▸ **Directions**: Return the records, each one exactly as written.

___ Data listing

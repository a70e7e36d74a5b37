// crates/toolgate-core/src/bundle.rs
// ============================================================================
// Module: Toolgate Policy Bundle
// Description: Immutable, revisioned snapshots of policy state.
// Purpose: Provide the data contract between the control plane and evaluators.
// Dependencies: serde, crate::{catalog, identifiers, rules}
// ============================================================================

//! ## Overview
//! A bundle is the immutable snapshot of policy state consumed by decision
//! engines: catalog, access rules, revoked subjects, governance-instance map,
//! and the metadata evaluators need to reach the governance evaluator. Once
//! published a snapshot is never mutated; rebuilds produce a fresh value with
//! a strictly larger revision.

// ============================================================================
// SECTION: Imports
// ============================================================================

use std::collections::BTreeMap;
use std::collections::BTreeSet;

use serde::Deserialize;
use serde::Serialize;

use crate::catalog::Catalog;
use crate::identifiers::GovernanceId;
use crate::identifiers::Revision;
use crate::identifiers::ServiceName;
use crate::identifiers::SubjectId;
use crate::rules::AccessRule;

// ============================================================================
// SECTION: Bundle Data
// ============================================================================

/// Raw policy state returned by the control plane's `getBundleData`.
///
/// # Invariants
/// - Represents a consistent snapshot: never a partially applied mutation.
#[derive(Debug, Clone, PartialEq, Eq, Serialize, Deserialize)]
pub struct BundleData {
    /// Policy revision at snapshot time.
    pub revision: Revision,
    /// Service and tool catalog.
    pub catalog: Catalog,
    /// Access rule list.
    pub access_rules: Vec<AccessRule>,
    /// Revoked subject identities.
    pub revoked_subjects: BTreeSet<SubjectId>,
    /// Governance instance bound to each service.
    pub governance_instances: BTreeMap<ServiceName, GovernanceId>,
}

// ============================================================================
// SECTION: Policy Bundle
// ============================================================================

/// Immutable bundle snapshot served to decision engines.
///
/// # Invariants
/// - Never mutated after publication; readers observe a consistent copy.
/// - `revision` strictly increases across publications.
#[derive(Debug, Clone, PartialEq, Eq, Serialize, Deserialize)]
pub struct PolicyBundle {
    /// Policy revision of this snapshot.
    pub revision: Revision,
    /// Service and tool catalog.
    pub catalog: Catalog,
    /// Access rule list.
    pub access_rules: Vec<AccessRule>,
    /// Revoked subject identities.
    pub revoked_subjects: BTreeSet<SubjectId>,
    /// Governance instance bound to each service.
    pub governance_instances: BTreeMap<ServiceName, GovernanceId>,
    /// Base URL of the governance evaluator.
    pub governance_evaluator_url: String,
    /// Opaque token evaluators present to the governance evaluator.
    pub bundle_token: String,
}

impl PolicyBundle {
    /// Composes a bundle snapshot from raw policy state and evaluator metadata.
    #[must_use]
    pub fn from_data(
        data: BundleData,
        governance_evaluator_url: impl Into<String>,
        bundle_token: impl Into<String>,
    ) -> Self {
        Self {
            revision: data.revision,
            catalog: data.catalog,
            access_rules: data.access_rules,
            revoked_subjects: data.revoked_subjects,
            governance_instances: data.governance_instances,
            governance_evaluator_url: governance_evaluator_url.into(),
            bundle_token: bundle_token.into(),
        }
    }

    /// Returns true when the subject is revoked.
    #[must_use]
    pub fn is_revoked(&self, subject: &SubjectId) -> bool {
        self.revoked_subjects.contains(subject)
    }

    /// Returns the governance instance bound to a service.
    #[must_use]
    pub fn governance_instance(&self, service: &ServiceName) -> Option<&GovernanceId> {
        self.governance_instances.get(service)
    }
}

// ============================================================================
// SECTION: Tests
// ============================================================================

#[cfg(test)]
mod tests {
    use std::collections::BTreeMap;
    use std::collections::BTreeSet;

    use serde_json::json;

    use super::BundleData;
    use super::PolicyBundle;
    use crate::catalog::Catalog;
    use crate::catalog::ToolTag;
    use crate::identifiers::GovernanceId;
    use crate::identifiers::Revision;
    use crate::identifiers::ServiceName;
    use crate::identifiers::ToolName;

    #[test]
    fn bundle_serializes_to_wire_shape() {
        let mut catalog = Catalog::new();
        catalog.register_service(ServiceName::new("mock-calendar"));
        catalog.set_enabled(&ServiceName::new("mock-calendar"), true).unwrap();
        catalog
            .register_tool(
                &ServiceName::new("mock-calendar"),
                ToolName::new("list_events"),
                ToolTag::Open,
            )
            .unwrap();
        let mut instances = BTreeMap::new();
        instances.insert(ServiceName::new("mock-calendar"), GovernanceId::new("gov-42"));
        let bundle = PolicyBundle::from_data(
            BundleData {
                revision: Revision::new(42),
                catalog,
                access_rules: Vec::new(),
                revoked_subjects: BTreeSet::new(),
                governance_instances: instances,
            },
            "http://npl:12000",
            "opaque",
        );

        let value = serde_json::to_value(&bundle).unwrap();
        assert_eq!(value["revision"], json!(42));
        assert_eq!(value["catalog"]["mock-calendar"]["enabled"], json!(true));
        assert_eq!(
            value["catalog"]["mock-calendar"]["tools"]["list_events"]["tag"],
            json!("open")
        );
        assert_eq!(value["governance_instances"]["mock-calendar"], json!("gov-42"));
        assert_eq!(value["governance_evaluator_url"], json!("http://npl:12000"));
        assert_eq!(value["bundle_token"], json!("opaque"));
    }
}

______

▸ **Your solution**:
repository a70e7e36d74a5b37
// crates/toolgate-core/src/bundle.rs
// ============================================================================
// Module: Toolgate Policy Bundle
// Description: Immutable, revisioned snapshots of policy state.
// Purpose: Provide the data contract between the control plane and evaluators.
// Dependencies: serde, crate::{catalog, identifiers, rules}
// ============================================================================

//! ## Overview
//! A bundle is the immutable snapshot of policy state consumed by decision
//! engines: catalog, access rules, revoked subjects, governance-instance map,
//! and the metadata evaluators need to reach the governance evaluator. Once
//! published a snapshot is never mutated; rebuilds produce a fresh value with
//! a strictly larger revision.

// ============================================================================
// SECTION: Imports
// ============================================================================

use std::collections::BTreeMap;
use std::collections::BTreeSet;

use serde::Deserialize;
use serde::Serialize;

use crate::catalog::Catalog;
use crate::identifiers::GovernanceId;
use crate::identifiers::Revision;
use crate::identifiers::ServiceName;
use crate::identifiers::SubjectId;
use crate::rules::AccessRule;

// ============================================================================
// SECTION: Bundle Data
// ============================================================================

/// Raw policy state returned by the control plane's `getBundleData`.
///
/// # Invariants
/// - Represents a consistent snapshot: never a partially applied mutation.
#[derive(Debug, Clone, PartialEq, Eq, Serialize, Deserialize)]
pub struct BundleData {
    /// Policy revision at snapshot time.
    pub revision: Revision,
    /// Service and tool catalog.
    pub catalog: Catalog,
    /// Access rule list.
    pub access_rules: Vec<AccessRule>,
    /// Revoked subject identities.
    pub revoked_subjects: BTreeSet<SubjectId>,
    /// Governance instance bound to each service.
    pub governance_instances: BTreeMap<ServiceName, GovernanceId>,
}

// ============================================================================
// SECTION: Policy Bundle
// ============================================================================

/// Immutable bundle snapshot served to decision engines.
///
/// # Invariants
/// - Never mutated after publication; readers observe a consistent copy.
/// - `revision` strictly increases across publications.
#[derive(Debug, Clone, PartialEq, Eq, Serialize, Deserialize)]
pub struct PolicyBundle {
    /// Policy revision of this snapshot.
    pub revision: Revision,
    /// Service and tool catalog.
    pub catalog: Catalog,
    /// Access rule list.
    pub access_rules: Vec<AccessRule>,
    /// Revoked subject identities.
    pub revoked_subjects: BTreeSet<SubjectId>,
    /// Governance instance bound to each service.
    pub governance_instances: BTreeMap<ServiceName, GovernanceId>,
    /// Base URL of the governance evaluator.
    pub governance_evaluator_url: String,
    /// Opaque token evaluators present to the governance evaluator.
    pub bundle_token: String,
}

impl PolicyBundle {
    /// Composes a bundle snapshot from raw policy state and evaluator metadata.
    #[must_use]
    pub fn from_data(
        data: BundleData,
        governance_evaluator_url: impl Into<String>,
        bundle_token: impl Into<String>,
    ) -> Self {
        Self {
            revision: data.revision,
            catalog: data.catalog,
            access_rules: data.access_rules,
            revoked_subjects: data.revoked_subjects,
            governance_instances: data.governance_instances,
            governance_evaluator_url: governance_evaluator_url.into(),
            bundle_token: bundle_token.into(),
        }
    }

    /// Returns true when the subject is revoked.
    #[must_use]
    pub fn is_revoked(&self, subject: &SubjectId) -> bool {
        self.revoked_subjects.contains(subject)
    }

    /// Returns the governance instance bound to a service.
    #[must_use]
    pub fn governance_instance(&self, service: &ServiceName) -> Option<&GovernanceId> {
        self.governance_instances.get(service)
    }
}

// ============================================================================
// SECTION: Tests
// ============================================================================

#[cfg(test)]
mod tests {
    use std::collections::BTreeMap;
    use std::collections::BTreeSet;

    use serde_json::json;

    use super::BundleData;
    use super::PolicyBundle;
    use crate::catalog::Catalog;
    use crate::catalog::ToolTag;
    use crate::identifiers::GovernanceId;
    use crate::identifiers::Revision;
    use crate::identifiers::ServiceName;
    use crate::identifiers::ToolName;

    #[test]
    fn bundle_serializes_to_wire_shape() {
        let mut catalog = Catalog::new();
        catalog.register_service(ServiceName::new("mock-calendar"));
        catalog.set_enabled(&ServiceName::new("mock-calendar"), true).unwrap();
        catalog
            .register_tool(
                &ServiceName::new("mock-calendar"),
                ToolName::new("list_events"),
                ToolTag::Open,
            )
            .unwrap();
        let mut instances = BTreeMap::new();
        instances.insert(ServiceName::new("mock-calendar"), GovernanceId::new("gov-42"));
        let bundle = PolicyBundle::from_data(
            BundleData {
                revision: Revision::new(42),
                catalog,
                access_rules: Vec::new(),
                revoked_subjects: BTreeSet::new(),
                governance_instances: instances,
            },
            "http://npl:12000",
            "opaque",
        );

        let value = serde_json::to_value(&bundle).unwrap();
        assert_eq!(value["revision"], json!(42));
        assert_eq!(value["catalog"]["mock-calendar"]["enabled"], json!(true));
        assert_eq!(
            value["catalog"]["mock-calendar"]["tools"]["list_events"]["tag"],
            json!("open")
        );
        assert_eq!(value["governance_instances"]["mock-calendar"], json!("gov-42"));
        assert_eq!(value["governance_evaluator_url"], json!("http://npl:12000"));
        assert_eq!(value["bundle_token"], json!("opaque"));
    }
}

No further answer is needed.